§ **AVAILABLE DATA**:
- - -

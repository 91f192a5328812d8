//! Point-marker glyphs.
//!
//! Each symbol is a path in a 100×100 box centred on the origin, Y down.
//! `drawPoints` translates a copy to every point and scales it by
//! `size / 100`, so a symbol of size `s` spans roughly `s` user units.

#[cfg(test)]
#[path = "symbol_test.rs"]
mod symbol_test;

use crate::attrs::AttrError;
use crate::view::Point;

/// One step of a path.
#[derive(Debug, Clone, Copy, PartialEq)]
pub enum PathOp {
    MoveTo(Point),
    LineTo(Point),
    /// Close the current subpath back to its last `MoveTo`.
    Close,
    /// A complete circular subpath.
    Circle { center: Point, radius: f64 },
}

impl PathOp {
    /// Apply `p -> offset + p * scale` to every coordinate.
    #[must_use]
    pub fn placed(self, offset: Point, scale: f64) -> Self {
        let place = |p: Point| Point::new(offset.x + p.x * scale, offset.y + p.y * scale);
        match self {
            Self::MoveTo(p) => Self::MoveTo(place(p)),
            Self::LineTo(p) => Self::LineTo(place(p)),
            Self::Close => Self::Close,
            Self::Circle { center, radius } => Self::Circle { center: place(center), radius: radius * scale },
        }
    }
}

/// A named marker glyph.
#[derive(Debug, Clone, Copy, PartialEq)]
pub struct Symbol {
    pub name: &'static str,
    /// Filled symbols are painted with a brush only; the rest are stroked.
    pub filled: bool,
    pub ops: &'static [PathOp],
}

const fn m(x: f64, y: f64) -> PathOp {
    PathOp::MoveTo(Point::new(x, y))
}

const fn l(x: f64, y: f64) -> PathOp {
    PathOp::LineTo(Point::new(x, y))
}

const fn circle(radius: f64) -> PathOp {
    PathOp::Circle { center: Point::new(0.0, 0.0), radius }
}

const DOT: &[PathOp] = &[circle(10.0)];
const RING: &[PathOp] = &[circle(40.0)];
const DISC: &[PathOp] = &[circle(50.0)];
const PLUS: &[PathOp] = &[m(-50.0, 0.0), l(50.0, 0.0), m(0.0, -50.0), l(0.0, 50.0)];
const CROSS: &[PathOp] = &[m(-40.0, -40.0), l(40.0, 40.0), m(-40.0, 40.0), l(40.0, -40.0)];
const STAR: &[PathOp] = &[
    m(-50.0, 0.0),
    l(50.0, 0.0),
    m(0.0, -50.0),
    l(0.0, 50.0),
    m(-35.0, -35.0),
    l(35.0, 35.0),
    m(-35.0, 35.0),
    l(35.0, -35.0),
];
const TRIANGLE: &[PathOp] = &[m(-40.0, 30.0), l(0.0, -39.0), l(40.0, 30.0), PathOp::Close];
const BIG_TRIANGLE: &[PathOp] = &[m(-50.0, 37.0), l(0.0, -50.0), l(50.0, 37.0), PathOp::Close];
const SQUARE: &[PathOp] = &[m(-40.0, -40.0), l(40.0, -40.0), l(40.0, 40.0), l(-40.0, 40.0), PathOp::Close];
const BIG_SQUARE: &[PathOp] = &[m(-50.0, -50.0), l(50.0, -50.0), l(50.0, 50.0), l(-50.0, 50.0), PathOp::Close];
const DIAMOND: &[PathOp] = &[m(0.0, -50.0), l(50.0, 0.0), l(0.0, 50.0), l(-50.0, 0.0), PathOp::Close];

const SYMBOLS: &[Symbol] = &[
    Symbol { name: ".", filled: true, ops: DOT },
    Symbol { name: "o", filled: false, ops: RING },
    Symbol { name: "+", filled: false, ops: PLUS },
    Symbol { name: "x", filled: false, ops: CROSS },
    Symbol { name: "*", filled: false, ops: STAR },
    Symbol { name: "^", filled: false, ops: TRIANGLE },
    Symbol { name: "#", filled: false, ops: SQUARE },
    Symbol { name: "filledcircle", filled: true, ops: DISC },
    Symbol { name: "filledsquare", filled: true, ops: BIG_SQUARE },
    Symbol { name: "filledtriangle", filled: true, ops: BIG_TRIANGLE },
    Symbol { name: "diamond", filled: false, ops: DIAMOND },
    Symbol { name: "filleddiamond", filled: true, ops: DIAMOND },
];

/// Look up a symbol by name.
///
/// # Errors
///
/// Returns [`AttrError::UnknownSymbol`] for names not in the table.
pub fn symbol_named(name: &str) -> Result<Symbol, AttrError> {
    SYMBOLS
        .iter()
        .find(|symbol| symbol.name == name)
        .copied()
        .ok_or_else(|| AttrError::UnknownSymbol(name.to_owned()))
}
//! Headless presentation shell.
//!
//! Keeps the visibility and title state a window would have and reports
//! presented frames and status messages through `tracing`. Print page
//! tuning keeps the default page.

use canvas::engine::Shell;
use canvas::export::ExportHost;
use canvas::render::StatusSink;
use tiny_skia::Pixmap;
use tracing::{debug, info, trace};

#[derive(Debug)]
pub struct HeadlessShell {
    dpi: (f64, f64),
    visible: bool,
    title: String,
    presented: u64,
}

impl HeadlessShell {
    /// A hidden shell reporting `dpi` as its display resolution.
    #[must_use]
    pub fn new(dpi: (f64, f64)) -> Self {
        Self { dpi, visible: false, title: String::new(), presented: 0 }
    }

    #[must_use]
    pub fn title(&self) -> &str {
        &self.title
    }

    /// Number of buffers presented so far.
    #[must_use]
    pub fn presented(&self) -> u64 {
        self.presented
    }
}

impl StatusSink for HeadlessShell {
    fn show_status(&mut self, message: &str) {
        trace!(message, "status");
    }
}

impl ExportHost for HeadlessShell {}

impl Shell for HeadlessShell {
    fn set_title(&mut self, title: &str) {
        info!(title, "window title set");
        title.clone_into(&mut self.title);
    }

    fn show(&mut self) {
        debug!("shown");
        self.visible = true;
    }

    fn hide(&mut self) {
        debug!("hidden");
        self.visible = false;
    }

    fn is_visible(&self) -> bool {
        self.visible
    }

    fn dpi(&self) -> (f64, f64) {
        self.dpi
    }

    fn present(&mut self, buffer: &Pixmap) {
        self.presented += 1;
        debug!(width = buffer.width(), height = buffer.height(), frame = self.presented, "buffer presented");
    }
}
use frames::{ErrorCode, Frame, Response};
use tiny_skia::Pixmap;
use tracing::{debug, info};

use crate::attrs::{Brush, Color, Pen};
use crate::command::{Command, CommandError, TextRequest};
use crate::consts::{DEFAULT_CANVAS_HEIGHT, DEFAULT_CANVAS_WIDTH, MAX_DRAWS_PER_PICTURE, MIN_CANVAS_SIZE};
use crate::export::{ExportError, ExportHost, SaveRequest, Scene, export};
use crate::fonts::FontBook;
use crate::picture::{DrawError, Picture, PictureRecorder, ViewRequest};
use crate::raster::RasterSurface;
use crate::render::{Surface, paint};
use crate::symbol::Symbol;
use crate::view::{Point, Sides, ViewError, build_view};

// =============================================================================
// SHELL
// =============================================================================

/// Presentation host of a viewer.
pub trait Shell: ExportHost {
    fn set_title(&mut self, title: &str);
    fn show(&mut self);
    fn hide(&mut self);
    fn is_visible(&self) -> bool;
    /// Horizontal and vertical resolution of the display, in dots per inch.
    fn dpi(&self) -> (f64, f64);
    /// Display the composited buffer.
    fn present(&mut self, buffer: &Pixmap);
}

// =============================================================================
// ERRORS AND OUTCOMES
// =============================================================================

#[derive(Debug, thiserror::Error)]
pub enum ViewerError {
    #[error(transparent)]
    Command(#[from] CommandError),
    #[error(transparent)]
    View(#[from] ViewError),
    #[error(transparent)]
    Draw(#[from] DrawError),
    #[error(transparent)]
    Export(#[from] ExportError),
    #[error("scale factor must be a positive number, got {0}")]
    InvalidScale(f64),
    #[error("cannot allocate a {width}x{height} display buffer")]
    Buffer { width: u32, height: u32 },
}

- - -

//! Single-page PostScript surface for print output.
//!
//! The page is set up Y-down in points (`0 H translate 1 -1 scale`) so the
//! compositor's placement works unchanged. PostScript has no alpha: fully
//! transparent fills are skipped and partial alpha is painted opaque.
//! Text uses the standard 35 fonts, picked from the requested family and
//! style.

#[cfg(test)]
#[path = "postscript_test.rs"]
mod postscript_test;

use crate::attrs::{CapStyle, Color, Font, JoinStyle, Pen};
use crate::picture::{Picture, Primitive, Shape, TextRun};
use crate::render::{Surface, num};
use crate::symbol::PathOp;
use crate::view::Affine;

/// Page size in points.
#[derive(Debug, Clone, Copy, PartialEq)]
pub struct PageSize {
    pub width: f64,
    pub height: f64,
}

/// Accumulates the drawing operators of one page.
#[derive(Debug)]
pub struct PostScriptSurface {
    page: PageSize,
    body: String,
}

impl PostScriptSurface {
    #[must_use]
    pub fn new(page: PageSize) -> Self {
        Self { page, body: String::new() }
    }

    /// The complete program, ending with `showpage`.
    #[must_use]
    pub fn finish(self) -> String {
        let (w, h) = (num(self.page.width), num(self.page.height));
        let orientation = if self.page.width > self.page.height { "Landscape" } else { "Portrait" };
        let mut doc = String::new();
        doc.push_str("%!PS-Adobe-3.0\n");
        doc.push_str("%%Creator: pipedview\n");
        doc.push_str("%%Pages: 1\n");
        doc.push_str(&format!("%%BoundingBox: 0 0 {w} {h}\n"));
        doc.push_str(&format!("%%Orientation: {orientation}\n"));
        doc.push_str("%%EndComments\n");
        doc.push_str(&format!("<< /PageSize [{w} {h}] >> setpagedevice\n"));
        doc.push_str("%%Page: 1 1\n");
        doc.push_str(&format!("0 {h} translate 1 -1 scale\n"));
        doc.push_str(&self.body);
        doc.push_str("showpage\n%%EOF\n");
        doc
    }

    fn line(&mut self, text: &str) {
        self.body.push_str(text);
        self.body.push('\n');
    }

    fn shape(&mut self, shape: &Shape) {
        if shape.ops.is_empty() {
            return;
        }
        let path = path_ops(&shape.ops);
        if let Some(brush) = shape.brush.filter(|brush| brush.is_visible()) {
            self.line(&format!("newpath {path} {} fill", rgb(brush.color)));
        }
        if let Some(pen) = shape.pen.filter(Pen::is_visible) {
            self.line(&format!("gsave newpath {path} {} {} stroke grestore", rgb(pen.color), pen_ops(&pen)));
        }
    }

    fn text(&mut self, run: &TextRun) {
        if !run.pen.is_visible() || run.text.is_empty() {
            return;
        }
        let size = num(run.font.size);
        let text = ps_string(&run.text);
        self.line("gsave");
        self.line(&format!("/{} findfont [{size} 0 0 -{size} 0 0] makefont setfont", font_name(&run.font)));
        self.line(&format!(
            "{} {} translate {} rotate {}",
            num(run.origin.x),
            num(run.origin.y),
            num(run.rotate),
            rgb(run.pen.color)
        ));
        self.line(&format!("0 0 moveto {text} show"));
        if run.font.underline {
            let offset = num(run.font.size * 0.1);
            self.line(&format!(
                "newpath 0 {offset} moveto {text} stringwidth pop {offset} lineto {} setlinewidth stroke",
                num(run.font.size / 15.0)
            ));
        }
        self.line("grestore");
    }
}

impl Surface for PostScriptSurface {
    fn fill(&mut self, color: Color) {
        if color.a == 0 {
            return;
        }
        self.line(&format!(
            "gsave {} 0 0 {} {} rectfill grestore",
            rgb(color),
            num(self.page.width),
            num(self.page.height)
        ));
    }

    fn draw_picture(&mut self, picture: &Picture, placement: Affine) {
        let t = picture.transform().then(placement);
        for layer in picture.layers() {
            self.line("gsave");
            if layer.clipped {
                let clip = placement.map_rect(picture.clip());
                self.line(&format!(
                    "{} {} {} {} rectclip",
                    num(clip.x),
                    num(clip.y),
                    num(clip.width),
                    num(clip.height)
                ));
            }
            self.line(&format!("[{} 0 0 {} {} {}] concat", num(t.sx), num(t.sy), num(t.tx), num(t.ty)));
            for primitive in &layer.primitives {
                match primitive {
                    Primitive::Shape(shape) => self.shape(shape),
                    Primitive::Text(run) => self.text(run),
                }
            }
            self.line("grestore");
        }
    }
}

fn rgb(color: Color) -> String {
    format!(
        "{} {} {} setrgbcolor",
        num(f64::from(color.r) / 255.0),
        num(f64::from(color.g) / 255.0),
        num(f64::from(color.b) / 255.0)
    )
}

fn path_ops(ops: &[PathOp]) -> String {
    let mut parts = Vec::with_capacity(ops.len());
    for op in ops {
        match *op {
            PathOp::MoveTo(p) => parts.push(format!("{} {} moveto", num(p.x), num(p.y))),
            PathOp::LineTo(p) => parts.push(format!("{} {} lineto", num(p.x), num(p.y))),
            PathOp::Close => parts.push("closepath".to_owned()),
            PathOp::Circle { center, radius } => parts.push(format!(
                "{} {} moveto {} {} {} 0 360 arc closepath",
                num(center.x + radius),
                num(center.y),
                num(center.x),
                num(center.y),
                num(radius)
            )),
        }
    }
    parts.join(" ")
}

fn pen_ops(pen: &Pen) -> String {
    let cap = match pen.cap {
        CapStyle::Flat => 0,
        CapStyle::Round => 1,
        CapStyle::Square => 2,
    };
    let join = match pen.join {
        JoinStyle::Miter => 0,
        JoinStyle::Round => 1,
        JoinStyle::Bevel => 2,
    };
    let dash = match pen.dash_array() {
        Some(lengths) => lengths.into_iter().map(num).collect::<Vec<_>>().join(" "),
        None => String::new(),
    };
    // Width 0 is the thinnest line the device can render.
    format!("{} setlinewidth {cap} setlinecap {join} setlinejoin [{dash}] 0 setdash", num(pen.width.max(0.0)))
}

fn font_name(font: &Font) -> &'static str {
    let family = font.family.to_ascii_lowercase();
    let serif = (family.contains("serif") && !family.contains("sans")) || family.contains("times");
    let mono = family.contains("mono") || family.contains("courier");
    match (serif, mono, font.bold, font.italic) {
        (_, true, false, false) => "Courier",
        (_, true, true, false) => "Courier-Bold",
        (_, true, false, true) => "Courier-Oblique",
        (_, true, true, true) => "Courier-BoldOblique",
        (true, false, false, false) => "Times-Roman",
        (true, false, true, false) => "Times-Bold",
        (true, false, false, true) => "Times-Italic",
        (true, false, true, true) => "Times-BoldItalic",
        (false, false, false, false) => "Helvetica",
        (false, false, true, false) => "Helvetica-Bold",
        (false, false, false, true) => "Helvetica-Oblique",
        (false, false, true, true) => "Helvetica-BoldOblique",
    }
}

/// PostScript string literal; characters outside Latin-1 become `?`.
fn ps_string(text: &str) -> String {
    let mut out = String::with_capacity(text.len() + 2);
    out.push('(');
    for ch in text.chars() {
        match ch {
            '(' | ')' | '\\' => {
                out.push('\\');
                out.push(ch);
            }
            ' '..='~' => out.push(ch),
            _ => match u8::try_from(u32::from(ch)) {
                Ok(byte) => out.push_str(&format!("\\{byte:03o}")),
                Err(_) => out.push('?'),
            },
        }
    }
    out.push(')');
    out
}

- - -

§ **WHAT IS NEEDED**: When a line of the records includes "hidden", that line belongs in the answer.

§ **YOUR RESPONSE**:
    /// A hidden shell reporting `dpi` as its display resolution.
        debug!("hidden");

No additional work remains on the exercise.